About nine miles (14 km) uphill from Pochutla [1] along Highway 175, the village of San José Chacalapa nestles in the tropical foothill forest. The village’s most inviting roadside attraction is the palapa
Restaurant Los Reyes (on the west side, 7 a.m.–10 p.m. daily). Here you can pick from a long menu of soups, seafood (cocktails, fish fillets, shrimp, $3–6), chacales (local river crayfish), meat, tacos, quesadillas, guacamole ($3–8), papa del horno (baked potato), and sandwiches (hamburger, tuna, chicken, and ham and cheese, $2–4). After that, relax in the big blue pool or stroll out into the surrounding forest.
For an extended exploration, ask the friendly family owners for a guide to the nearby cascada (waterfall) and curative sulfur-water lagoon. Also check with Tom Bachmeir at Rancho Alegre (below) or Isidro Reyes Guzmán (restaurantlosreyes [at] prodigy [dot] net [dot] mx or restaurantlosreyes [at] hotmail [dot] com), the owner of Restaurant Los Reyes, for recommendations.

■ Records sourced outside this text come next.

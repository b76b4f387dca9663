use image::RgbaImage;
use serde::{Deserialize, Deserializer, Serialize};
use std::fmt;
use std::sync::Arc;

/// Axis-aligned rectangle (pixels). `x,y` is top-left; `w,h` are sizes.
#[derive(Debug, Clone, Copy, Serialize, Deserialize, PartialEq, Eq, Hash)]
pub struct Rect {
    pub x: u32,
    pub y: u32,
    pub w: u32,
    pub h: u32,
}

impl Rect {
    pub fn new(x: u32, y: u32, w: u32, h: u32) -> Self {
        Self { x, y, w, h }
    }
    /// Exclusive right edge (`x + w`).
    pub fn right(&self) -> u32 {
        self.x + self.w
    }
    /// Exclusive bottom edge (`y + h`).
    pub fn bottom(&self) -> u32 {
        self.y + self.h
    }
    pub fn area(&self) -> u64 {
        self.w as u64 * self.h as u64
    }
    /// Returns true if `r` lies fully inside `self`.
    pub fn contains(&self, r: &Rect) -> bool {
        r.x >= self.x && r.y >= self.y && r.right() <= self.right() && r.bottom() <= self.bottom()
    }
    pub fn intersects(&self, r: &Rect) -> bool {
        !(self.x >= r.right() || r.x >= self.right() || self.y >= r.bottom() || r.y >= self.bottom())
    }
}

/// Width/height pair, serialized as `{w, h}`.
#[derive(Debug, Clone, Copy, Serialize, Deserialize, PartialEq, Eq, Hash)]
pub struct Size {
    pub w: u32,
    pub h: u32,
}

impl Size {
    pub fn new(w: u32, h: u32) -> Self {
        Self { w, h }
    }
}

/// Integer position within a bin, serialized as `{x, y}`.
#[derive(Debug, Clone, Copy, Serialize, Deserialize, PartialEq, Eq, Hash)]
pub struct Point {
    pub x: u32,
    pub y: u32,
}

/// Per-sprite reference point carried through to metadata.
///
/// Deserializes from either `{ "x": .., "y": .. }` or `[x, y]`; always
/// serializes as the object form.
#[derive(Debug, Clone, Copy, Serialize, PartialEq, Default)]
pub struct Anchor {
    pub x: f64,
    pub y: f64,
}

impl Anchor {
    pub fn new(x: f64, y: f64) -> Self {
        Self { x, y }
    }
}

impl<'de> Deserialize<'de> for Anchor {
    fn deserialize<D: Deserializer<'de>>(deserializer: D) -> Result<Self, D::Error> {
        #[derive(Deserialize)]
        #[serde(untagged)]
        enum Repr {
            Object { x: f64, y: f64 },
            Pair([f64; 2]),
        }
        Ok(match Repr::deserialize(deserializer)? {
            Repr::Object { x, y } => Anchor { x, y },
            Repr::Pair([x, y]) => Anchor { x, y },
        })
    }
}

/// SHA-256 over a trimmed sprite's dimensions and RGBA bytes.
#[derive(Clone, Copy, PartialEq, Eq, Hash)]
pub struct ContentHash(pub [u8; 32]);

impl fmt::Display for ContentHash {
    fn fmt(&self, f: &mut fmt::Formatter<'_>) -> fmt::Result {
        for b in &self.0 {
            write!(f, "{b:02x}")?;
        }
        Ok(())
    }
}

impl fmt::Debug for ContentHash {
    fn fmt(&self, f: &mut fmt::Formatter<'_>) -> fmt::Result {
        write!(f, "ContentHash({self})")
    }
}

/// One loaded sprite.
///
/// Duplicates share `pixels` (same `Arc`) and `rect` with the first record
/// seen for their content hash; `file`, `anchor` and the placement fields are
/// always their own.
#[derive(Debug, Clone)]
pub struct ImageRecord {
    /// Stage-relative path, `/`-separated. Used as the tile key.
    pub file: String,
    /// Trimmed RGBA8 pixels (`rect.w x rect.h`).
    pub pixels: Arc<RgbaImage>,
    /// Pre-trim dimensions.
    pub src_size: Size,
    /// Trim rectangle within the source.
    pub rect: Rect,
    pub hash: ContentHash,
    pub trimmed: bool,
    pub anchor: Anchor,
    pub bin: Option<usize>,
    pub tex_pos: Option<Point>,
    pub rotated: bool,
}

impl ImageRecord {
    /// Clone this record's payload under a different file identity.
    ///
    /// Pixels, geometry and hash carry over; anchor and placement reset.
    pub fn with_identity(&self, file: impl Into<String>) -> Self {
        Self {
            file: file.into(),
            pixels: Arc::clone(&self.pixels),
            src_size: self.src_size,
            rect: self.rect,
            hash: self.hash,
            trimmed: self.trimmed,
            anchor: Anchor::default(),
            bin: None,
            tex_pos: None,
            rotated: false,
        }
    }

    /// Size the sprite occupies in the atlas once placed.
    pub fn placed_size(&self) -> (u32, u32) {
        if self.rotated {
            (self.rect.h, self.rect.w)
        } else {
            (self.rect.w, self.rect.h)
        }
    }
}

/// A sprite placed within a bin. `width`/`height` are post-rotation.
#[derive(Debug, Clone, PartialEq, Eq)]
pub struct Placement {
    /// Index into the loaded record list.
    pub record: usize,
    pub source: String,
    pub x: u32,
    pub y: u32,
    pub width: u32,
    pub height: u32,
    pub rotated: bool,
}

impl Placement {
    pub fn rect(&self) -> Rect {
        Rect::new(self.x, self.y, self.width, self.height)
    }
}

/// One output surface.
#[derive(Debug, Clone)]
pub struct Bin {
    pub index: usize,
    pub width: u32,
    pub height: u32,
    pub placements: Vec<Placement>,
    /// Output image reference written into this bin's metadata.
    pub image: String,
}

/// Statistics about atlas packing efficiency.
#[derive(Debug, Clone, Copy, Serialize, Deserialize)]
pub struct AtlasStats {
    pub num_bins: usize,
    /// Sprites placed across all bins (duplicates included).
    pub num_sprites: usize,
    /// Sprites whose content matched an earlier sprite.
    pub num_duplicates: usize,
    /// Sum of bin width * height.
    pub total_bin_area: u64,
    /// Sum of placement width * height.
    pub used_area: u64,
    /// used_area / total_bin_area (0.0 to 1.0).
    pub occupancy: f64,
    pub num_rotated: usize,
    pub num_trimmed: usize,
}

impl AtlasStats {
    pub fn collect(bins: &[Bin], records: &[ImageRecord], num_duplicates: usize) -> Self {
        let mut num_sprites = 0;
        let mut total_bin_area = 0u64;
        let mut used_area = 0u64;
        let mut num_rotated = 0;
        let mut num_trimmed = 0;

        for bin in bins {
            total_bin_area += bin.width as u64 * bin.height as u64;
            for p in &bin.placements {
                num_sprites += 1;
                used_area += p.rect().area();
                if p.rotated {
                    num_rotated += 1;
                }
                if records.get(p.record).is_some_and(|r| r.trimmed) {
                    num_trimmed += 1;
                }
            }
        }

        let occupancy = if total_bin_area > 0 {
            used_area as f64 / total_bin_area as f64
        } else {
            0.0
        };

        Self {
            num_bins: bins.len(),
            num_sprites,
            num_duplicates,
            total_bin_area,
            used_area,
            occupancy,
            num_rotated,
            num_trimmed,
        }
    }

    /// Returns a human-readable summary of the statistics.
    pub fn summary(&self) -> String {
        format!(
            "Bins: {}, Sprites: {}, Duplicates: {}, Occupancy: {:.2}%, Total Area: {} px², Used Area: {} px², Rotated: {}, Trimmed: {}",
            self.num_bins,
            self.num_sprites,
            self.num_duplicates,
            self.occupancy * 100.0,
            self.total_bin_area,
            self.used_area,
            self.num_rotated,
            self.num_trimmed,
        )
    }

    /// Returns wasted space in pixels.
    pub fn wasted_area(&self) -> u64 {
        self.total_bin_area.saturating_sub(self.used_area)
    }
}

Along the way, your guide will help you spot, besides the locally abundant ardillas, gavilanes, and aguilas (squirrels, hawks, and eagles), some carpinteros, tucanetas, péricos, tigrillos, and coatis (woodpeckers, toucans, parrots, ocelots, and coatimundis). Your guide can also identify plantas medicinales (medicinal plants) in addition to the great forest trees, such as ceiba, guanacastle, caoba, and macuil.
Moreover, you may want to take a look at some of the attractive local for-sale furniture, crafted from big dried bejuco vines by local craftsman such as Agustén Toltepec. Ask at the Restaurant Los Reyes for directions to his house.

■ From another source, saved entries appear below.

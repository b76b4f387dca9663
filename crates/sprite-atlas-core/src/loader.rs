use crate::error::Result;
use crate::model::{Anchor, ContentHash, ImageRecord};
use crate::trim::{Trimmed, trim_alpha, untrimmed};
use image::{ImageReader, RgbaImage};
use sha2::{Digest, Sha256};
use std::collections::HashMap;
use std::path::PathBuf;
use std::sync::Arc;
use tracing::{debug, error, instrument};

#[cfg(feature = "parallel")]
use rayon::prelude::*;

/// One file to decode, with everything needed to turn it into a record.
#[derive(Debug, Clone)]
pub struct LoadJob {
    /// Stage-relative key, `/`-separated.
    pub key: String,
    pub path: PathBuf,
    pub trim: bool,
    pub anchor: Anchor,
}

/// Output of a single load task, not yet merged into an [`ImageSet`].
#[derive(Debug, Clone)]
pub struct LoadedImage {
    pub key: String,
    pub anchor: Anchor,
    pub image: Trimmed,
    pub hash: ContentHash,
}

/// SHA-256 over the sprite's dimensions followed by its raw RGBA bytes.
pub fn content_hash(pixels: &RgbaImage) -> ContentHash {
    let (w, h) = pixels.dimensions();
    let mut hasher = Sha256::new();
    hasher.update(w.to_le_bytes());
    hasher.update(h.to_le_bytes());
    hasher.update(pixels.as_raw());
    let mut digest = [0u8; 32];
    digest.copy_from_slice(&hasher.finalize());
    ContentHash(digest)
}

/// Prepare an already-decoded image: optional trim, then hash.
pub fn prepare(key: String, anchor: Anchor, rgba: RgbaImage, trim: bool) -> LoadedImage {
    let (w, h) = rgba.dimensions();
    let image = if trim || w == 0 || h == 0 {
        trim_alpha(&rgba)
    } else {
        untrimmed(rgba)
    };
    let hash = content_hash(&image.pixels);
    LoadedImage {
        key,
        anchor,
        image,
        hash,
    }
}

/// Decode, trim and hash one file.
pub fn load_one(job: &LoadJob) -> Result<LoadedImage> {
    let rgba = ImageReader::open(&job.path)?
        .with_guessed_format()?
        .decode()?
        .to_rgba8();
    debug!(key = %job.key, w = rgba.width(), h = rgba.height(), trim = job.trim, "decoded");
    Ok(prepare(job.key.clone(), job.anchor, rgba, job.trim))
}

/// Loaded sprites, addressable by position, file key and content hash.
#[derive(Debug, Default)]
pub struct ImageSet {
    records: Vec<ImageRecord>,
    by_hash: HashMap<ContentHash, usize>,
    by_file: HashMap<String, usize>,
    duplicates: usize,
}

impl ImageSet {
    pub fn new() -> Self {
        Self::default()
    }

    /// Merge a loaded image, returning its record index.
    ///
    /// If an earlier record has the same content hash, the new record reuses
    /// that record's pixels and geometry under its own key and anchor, and
    /// the duplicate counter is bumped.
    pub fn insert(&mut self, loaded: LoadedImage) -> usize {
        let idx = self.records.len();
        let mut rec = match self.by_hash.get(&loaded.hash) {
            Some(&first) => {
                self.duplicates += 1;
                debug!(key = %loaded.key, first = %self.records[first].file, "duplicate content");
                self.records[first].with_identity(loaded.key)
            }
            None => {
                self.by_hash.insert(loaded.hash, idx);
                ImageRecord {
                    file: loaded.key,
                    pixels: Arc::new(loaded.image.pixels),
                    src_size: loaded.image.src_size,
                    rect: loaded.image.rect,
                    hash: loaded.hash,
                    trimmed: loaded.image.trimmed,
                    anchor: Default::default(),
                    bin: None,
                    tex_pos: None,
                    rotated: false,
                }
            }
        };
        rec.anchor = loaded.anchor;
        self.by_file.insert(rec.file.clone(), idx);
        self.records.push(rec);
        idx
    }

    pub fn records(&self) -> &[ImageRecord] {
        &self.records
    }

    pub fn records_mut(&mut self) -> &mut [ImageRecord] {
        &mut self.records
    }

    pub fn get(&self, idx: usize) -> Option<&ImageRecord> {
        self.records.get(idx)
    }

    pub fn by_file(&self, file: &str) -> Option<&ImageRecord> {
        self.by_file.get(file).map(|&i| &self.records[i])
    }

    /// First record seen with this content.
    pub fn by_hash(&self, hash: &ContentHash) -> Option<&ImageRecord> {
        self.by_hash.get(hash).map(|&i| &self.records[i])
    }

    pub fn duplicates(&self) -> usize {
        self.duplicates
    }

    pub fn len(&self) -> usize {
        self.records.len()
    }

    pub fn is_empty(&self) -> bool {
        self.records.is_empty()
    }
}

#[instrument(skip_all, fields(files = jobs.len()))]
/// Runs every load job, then merges the results in job order.
///
/// A file that fails to decode is logged and left out; the rest of the run
/// continues. Merging only starts once every job has finished, so dedup
/// always sees the same first record regardless of task scheduling.
pub fn load_images(jobs: &[LoadJob]) -> ImageSet {
    #[cfg(feature = "parallel")]
    let results: Vec<Result<LoadedImage>> = jobs.par_iter().map(load_one).collect();
    #[cfg(not(feature = "parallel"))]
    let results: Vec<Result<LoadedImage>> = jobs.iter().map(load_one).collect();

    let mut set = ImageSet::new();
    for (job, res) in jobs.iter().zip(results) {
        match res {
            Ok(loaded) => {
                set.insert(loaded);
            }
            Err(e) => {
                error!(file = %job.key, path = ?job.path, error = %e, "skip image");
            }
        }
    }
    set
}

You may be so charmed by Chacalapa’s natural delights that you want to stay overnight. If so, nearby mini-paradise Balneario El Paraíso ($30 d) can accommodate you. Get there from the Chacalapa village center, a few hundred yards north of the restaurant. At the presidencia, fork right, off the highway. Within a block, turn right again, at the Alcoholicos Anonimos sign. After exactly one mile (1.6 km) along a dirt road, turn right into the ranch gate. Here, in addition to a big 10-foot (three-meter) deep, spring-fed swimming pool, a kiddie pool, swings, slides, and a shaded palapa for picnics, are a pair of tile-floored cabañas for rent, with hot-water shower-baths.

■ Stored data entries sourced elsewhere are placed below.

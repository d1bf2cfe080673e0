//! # Mock BattlEye RCON Server Library
//!
//! A small UDP server that speaks enough of the BattlEye RCON protocol to
//! develop and test clients without a game server. It is deliberately
//! simple: commands are echoed or answered from a table, but every protocol
//! path a client has to handle is reachable.
//!
//! ## Core Responsibilities
//!
//! ### Login
//! A login packet with the configured password opens a session for the
//! sender's address; anything else is refused with the fail code. Packets
//! from addresses without a session are ignored, except for logins.
//!
//! ### Commands and Keep-Alives
//! An empty command (only the sequence byte) is a keep-alive and is
//! answered with a pingback. Other commands get their canned response, or
//! an echo of the command text. Responses longer than the configured
//! fragment size go out as a multi-packet response, optionally last
//! fragment first.
//!
//! ### Server Messages
//! Messages can be pushed to every session on demand through a
//! [`ServerHandle`] or periodically. Each session has its own message
//! sequence; acknowledgements are counted.
//!
//! ### Session Timeouts
//! Sessions that stay silent longer than the session timeout are dropped,
//! as a real server does when a client stops sending keep-alives.
//!
//! ## Module Organization
//!
//! ### Session Manager Module (`session_manager`)
//! Session tracking by source address, capacity limit, idle timeout and
//! per-session message sequences.
//!
//! ### Network Module (`network`)
//! The socket, the receive task, the timeout checker and the main loop that
//! answers every packet.
//!
//! ## Usage Example
//!
//! ```rust,no_run
//! use server::{MockServer, ServerConfig};
//! use tokio_util::sync::CancellationToken;
//!
//! #[tokio::main]
//! async fn main() -> Result<(), Box<dyn std::error::Error>> {
//!     let config = ServerConfig::new("password")
//!         .with_response("players", "Players on server: 0")
//!         .with_max_fragment(512);
//!     let server = MockServer::bind("127.0.0.1:2306", config).await?;
//!     let handle = server.handle();
//!
//!     let token = CancellationToken::new();
//!     tokio::spawn(server.run(token.clone()));
//!
//!     handle.broadcast("(Global) Admin: restart in 5 minutes");
//!     token.cancel();
//!     Ok(())
//! }
//! ```
//!
//! The server uses an event-driven architecture with internal async tasks:
//! - **Network Receiver**: forwards every datagram to the main loop
//! - **Timeout Checker**: drops idle sessions
//! - **Main Loop**: answers packets and performs broadcasts

pub mod network;
pub mod session_manager;

pub use network::{MockServer, ServerConfig, ServerHandle, ServerStats};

Although impressive, Balneario El Paraíso’s man-made amenities are only part of the attraction. Friendly owner Octavio Ramos and his wife will provide meals and are happy to show you around their forested ranch, dotted with mango and orange trees and cinnamon and other spices. Later, explore the surrounding luxuriant stream valley and forest for rewarding views of animals and birds in their natural surroundings. (Note: At this writing their pools were filled with water only Thursday through Sunday.)
While you’re at Balneario Paraíso, be sure to visit Rancho Alegre (on the road, just before the Balneario, www.tomzap.com/paraiso.html [2]). Rancho Alegre, sometimes know as Tom’s Garden, is the haven of German expatriate jewelrymaker Tom Bachmeier and his Colombian wife, Nehier. If you’re lucky, one of them will show you around their tropical mini-Eden, lush with bromeliads, orchids, ginger, and a wealth of zapote, cacao, coffee, and mango trees. You may contact them by mail (P.O. Box 73, San Pedro Pochutla, Oaxaca 70900).